Another instance could be when there’s a potential for snow and, while it could be 31 degrees outside, rain is still falling. That’s when Weather Nerd jumps in to explain: “Just because it’s below freezing on the surface doesn’t mean it’s the same temperature higher in the atmosphere. Especially in the South, when you get weather systems coming up from the Gulf, a lot of warm air travels with it. And since warm air rises, it could be warmer in the upper levels of the atmosphere. Even if the temperature was 32.1 degrees at 10,000 feet, it could change everything.”
No, it’s not some fancy form of complex math. It’s the term used to refer to people who collect coins, which is incredibly dweeby that I even know that term to begin with. I have, hidden away, a respectable collection of coins and paper money from foreign countries – separated, of course, by continent because obviously I’d be super obsessive about it. The part of this, however, that’s kind of pathetic is the fact that I’ve never actually traveled outside of the US. In fact, I’ve only visited 12 states.
The first time I ever went panning – the act of sifting through dirt to find gemstones – I was hooked. I found** gem stones of all shapes and sizes and colors. Now, nearly every chance I get, I find a place in the mountains, buy a bucket of gem dirt, fill my wire-bottomed wooden basket with dirt, plop it in the flume, and watch the dirt drift away to reveal my treasure.
And sure it’s probably a total scam, but I like it because there’s an air of whimsy and discovery. Plus, you have the option of taking your raw, uncut gemstones and having them cut and fashioned into jewels. The hope is that one day I will be able to give my wife or girlfriend a unique, one-of-a-kind jewelry piece that I found**, paid to have cut, and set into jewelry. Why? Because that’s romantic as balls.
**By ‘found’ I mean an actual miner dug out a bunch of gems from inside a mountain and sold them to a retailer, who poured a bunch of dirt on them and then sold that dirt to me, where I then found the gems.
Let’s be honest. No one really writes anymore. If they do, it’s a personal journal or they do it as a profession. They certainly don’t do this. They don’t write books about the road trips they took. They don’t have their own website and Facebook fan page where they write and promote their work like some self-indulgent hipster prick.

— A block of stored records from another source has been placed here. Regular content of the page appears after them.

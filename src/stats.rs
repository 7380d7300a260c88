//! Per-session export counters.

/// What an exporter wrote, and what it declined to write, during one
/// session.
#[derive(Debug, Default, Clone, PartialEq, Eq)]
pub struct ExportStats {
    pub adds: u64,
    pub modifies: u64,
    pub removes: u64,
    pub read_flags: u64,
    pub folder_adds: u64,
    pub folder_updates: u64,
    pub folder_removes: u64,
    /// Upserts of ids already sent this session.
    pub duplicates_skipped: u64,
    /// Type-gated message upserts and read flag changes.
    pub rejected: u64,
    pub moves_ignored: u64,
}

impl ExportStats {
    /// Number of sub-trees written to the sink.
    pub fn emitted(&self) -> u64 {
        self.adds
            + self.modifies
            + self.removes
            + self.read_flags
            + self.folder_adds
            + self.folder_updates
            + self.folder_removes
    }
}

impl std::fmt::Display for ExportStats {
    fn fmt(&self, f: &mut std::fmt::Formatter<'_>) -> std::fmt::Result {
        write!(
            f,
            "emitted={} (add={} change={} delete={} read={} folder_add={} folder_update={} folder_delete={}) skipped={} rejected={} moves_ignored={}",
            self.emitted(),
            self.adds,
            self.modifies,
            self.removes,
            self.read_flags,
            self.folder_adds,
            self.folder_updates,
            self.folder_removes,
            self.duplicates_skipped,
            self.rejected,
            self.moves_ignored,
        )
    }
}
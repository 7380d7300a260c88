//! WBXML code pages.

use crate::tags;
use crate::Tag;

/// An ActiveSync WBXML code page.
///
/// Only the pages the push layer writes are modelled. The discriminant is
/// the page number that goes on the wire in a `SWITCH_PAGE` token.
#[derive(Debug, Clone, Copy, PartialEq, Eq, Hash, PartialOrd, Ord)]
pub enum CodePage {
    AirSync = 0,
    Contacts = 1,
    Email = 2,
    Calendar = 4,
    FolderHierarchy = 7,
}

impl CodePage {
    /// All modelled pages, in page-number order.
    pub const ALL: [CodePage; 5] = [
        CodePage::AirSync,
        CodePage::Contacts,
        CodePage::Email,
        CodePage::Calendar,
        CodePage::FolderHierarchy,
    ];

    /// Page number as written on the wire.
    pub fn number(self) -> u8 {
        self as u8
    }

    /// Resolve a page from its wire number.
    pub fn from_number(number: u8) -> Option<Self> {
        Self::ALL.into_iter().find(|page| page.number() == number)
    }

    /// XML namespace prefix used when a stream is rendered as text.
    pub fn namespace(self) -> &'static str {
        match self {
            CodePage::AirSync => "AirSync",
            CodePage::Contacts => "POOMCONTACTS",
            CodePage::Email => "POOMMAIL",
            CodePage::Calendar => "POOMCAL",
            CodePage::FolderHierarchy => "FolderHierarchy",
        }
    }

    /// Every known tag on this page.
    pub fn tags(self) -> &'static [Tag] {
        match self {
            CodePage::AirSync => tags::airsync::ALL,
            CodePage::Contacts => tags::contacts::ALL,
            CodePage::Email => tags::email::ALL,
            CodePage::Calendar => tags::calendar::ALL,
            CodePage::FolderHierarchy => tags::folder_hierarchy::ALL,
        }
    }
}

impl std::fmt::Display for CodePage {
    fn fmt(&self, f: &mut std::fmt::Formatter<'_>) -> std::fmt::Result {
        f.write_str(self.namespace())
    }
}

On top of that, no one really even reads for leisure anymore. I certainly don’t. If I’m reading for leisure, it’s because the power has been out for 8 hours, all of my electronics are dead, and I’m trapped in my apartment. Even then I’ll probably just sleep, run in place, or rearrange the furniture in my apartment before I start reading.
So I’m kind of a dweeb. But maybe it isn’t all bad. I could look at it optimistically. I’m unique. I’m pretty interesting. I have a wealth of knowledge not held by many other people. Maybe I’m actually pretty cool.